**Exercise prompt**
Lines below that include the word "fqdn" should each be copied.

**Data to process**
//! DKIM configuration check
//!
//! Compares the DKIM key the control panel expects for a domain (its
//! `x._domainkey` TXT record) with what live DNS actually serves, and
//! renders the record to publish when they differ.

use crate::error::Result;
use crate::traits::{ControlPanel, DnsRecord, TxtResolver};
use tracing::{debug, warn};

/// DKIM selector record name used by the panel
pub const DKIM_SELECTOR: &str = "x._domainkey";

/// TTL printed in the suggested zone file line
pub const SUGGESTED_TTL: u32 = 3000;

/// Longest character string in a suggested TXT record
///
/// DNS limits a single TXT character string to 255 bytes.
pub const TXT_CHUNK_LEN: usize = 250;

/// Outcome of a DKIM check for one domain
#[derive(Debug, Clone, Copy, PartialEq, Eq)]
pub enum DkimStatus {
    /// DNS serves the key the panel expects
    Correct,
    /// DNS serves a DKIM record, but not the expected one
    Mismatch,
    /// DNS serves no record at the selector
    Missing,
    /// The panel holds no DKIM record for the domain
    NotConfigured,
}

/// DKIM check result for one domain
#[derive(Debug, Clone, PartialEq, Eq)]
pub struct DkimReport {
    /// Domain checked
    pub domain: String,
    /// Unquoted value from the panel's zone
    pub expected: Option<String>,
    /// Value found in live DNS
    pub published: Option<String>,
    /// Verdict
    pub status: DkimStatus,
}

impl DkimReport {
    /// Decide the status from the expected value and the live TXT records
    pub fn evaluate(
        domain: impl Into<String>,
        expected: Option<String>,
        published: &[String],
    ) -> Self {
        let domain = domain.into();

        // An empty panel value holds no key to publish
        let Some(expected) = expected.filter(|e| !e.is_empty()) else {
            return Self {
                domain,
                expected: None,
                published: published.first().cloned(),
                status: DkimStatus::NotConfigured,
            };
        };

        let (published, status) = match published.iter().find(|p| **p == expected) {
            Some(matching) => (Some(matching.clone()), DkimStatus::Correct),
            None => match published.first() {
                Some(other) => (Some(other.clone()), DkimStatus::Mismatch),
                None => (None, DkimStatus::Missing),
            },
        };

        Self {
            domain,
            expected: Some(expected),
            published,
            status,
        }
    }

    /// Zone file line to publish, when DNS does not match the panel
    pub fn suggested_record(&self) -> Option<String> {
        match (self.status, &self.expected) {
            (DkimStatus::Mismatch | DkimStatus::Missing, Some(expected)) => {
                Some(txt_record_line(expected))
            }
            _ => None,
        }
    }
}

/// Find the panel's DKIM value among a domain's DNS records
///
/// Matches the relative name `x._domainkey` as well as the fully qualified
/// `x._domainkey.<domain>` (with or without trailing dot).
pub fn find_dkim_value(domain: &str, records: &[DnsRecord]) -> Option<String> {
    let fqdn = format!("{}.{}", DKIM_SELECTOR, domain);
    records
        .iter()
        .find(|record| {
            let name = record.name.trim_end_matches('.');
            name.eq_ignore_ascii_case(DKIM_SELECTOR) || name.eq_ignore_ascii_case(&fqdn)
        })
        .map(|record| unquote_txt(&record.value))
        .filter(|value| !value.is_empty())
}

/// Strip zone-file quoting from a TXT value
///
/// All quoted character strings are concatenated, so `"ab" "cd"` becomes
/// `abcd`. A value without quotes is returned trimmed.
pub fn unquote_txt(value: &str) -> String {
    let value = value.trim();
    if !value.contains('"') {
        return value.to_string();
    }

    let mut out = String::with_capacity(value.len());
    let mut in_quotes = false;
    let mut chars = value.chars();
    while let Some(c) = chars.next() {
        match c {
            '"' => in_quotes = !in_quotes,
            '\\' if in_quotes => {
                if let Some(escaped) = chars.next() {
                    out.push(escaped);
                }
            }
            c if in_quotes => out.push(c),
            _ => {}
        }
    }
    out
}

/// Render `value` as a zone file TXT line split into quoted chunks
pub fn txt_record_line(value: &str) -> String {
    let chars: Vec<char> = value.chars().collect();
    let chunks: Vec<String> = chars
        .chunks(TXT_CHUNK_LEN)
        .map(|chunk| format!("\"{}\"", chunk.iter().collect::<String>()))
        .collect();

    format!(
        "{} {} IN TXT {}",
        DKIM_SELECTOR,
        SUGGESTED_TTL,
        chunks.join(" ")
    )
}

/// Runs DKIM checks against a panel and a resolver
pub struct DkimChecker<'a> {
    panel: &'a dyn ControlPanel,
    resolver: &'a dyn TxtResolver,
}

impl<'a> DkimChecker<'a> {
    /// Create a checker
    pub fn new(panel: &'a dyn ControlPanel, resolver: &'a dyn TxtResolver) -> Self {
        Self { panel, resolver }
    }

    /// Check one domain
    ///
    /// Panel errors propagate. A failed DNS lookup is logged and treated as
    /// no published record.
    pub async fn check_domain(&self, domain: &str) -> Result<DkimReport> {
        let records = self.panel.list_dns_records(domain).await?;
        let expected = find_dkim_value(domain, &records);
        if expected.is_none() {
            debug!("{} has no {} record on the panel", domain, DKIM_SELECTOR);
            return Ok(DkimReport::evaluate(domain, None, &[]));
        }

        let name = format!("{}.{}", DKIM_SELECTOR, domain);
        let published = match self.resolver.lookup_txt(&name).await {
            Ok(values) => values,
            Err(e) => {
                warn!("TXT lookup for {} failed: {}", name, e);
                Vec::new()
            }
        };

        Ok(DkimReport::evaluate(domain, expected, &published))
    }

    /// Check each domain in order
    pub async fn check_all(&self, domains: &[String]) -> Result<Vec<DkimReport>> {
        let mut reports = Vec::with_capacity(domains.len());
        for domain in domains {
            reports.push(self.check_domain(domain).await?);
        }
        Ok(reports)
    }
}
---
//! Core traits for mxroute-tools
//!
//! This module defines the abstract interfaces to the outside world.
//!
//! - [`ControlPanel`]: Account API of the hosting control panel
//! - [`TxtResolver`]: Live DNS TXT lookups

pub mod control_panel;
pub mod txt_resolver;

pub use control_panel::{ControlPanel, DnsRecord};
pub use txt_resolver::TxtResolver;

**Result below**
    let fqdn = format!("{}.{}", DKIM_SELECTOR, domain);
            name.eq_ignore_ascii_case(DKIM_SELECTOR) || name.eq_ignore_ascii_case(&fqdn)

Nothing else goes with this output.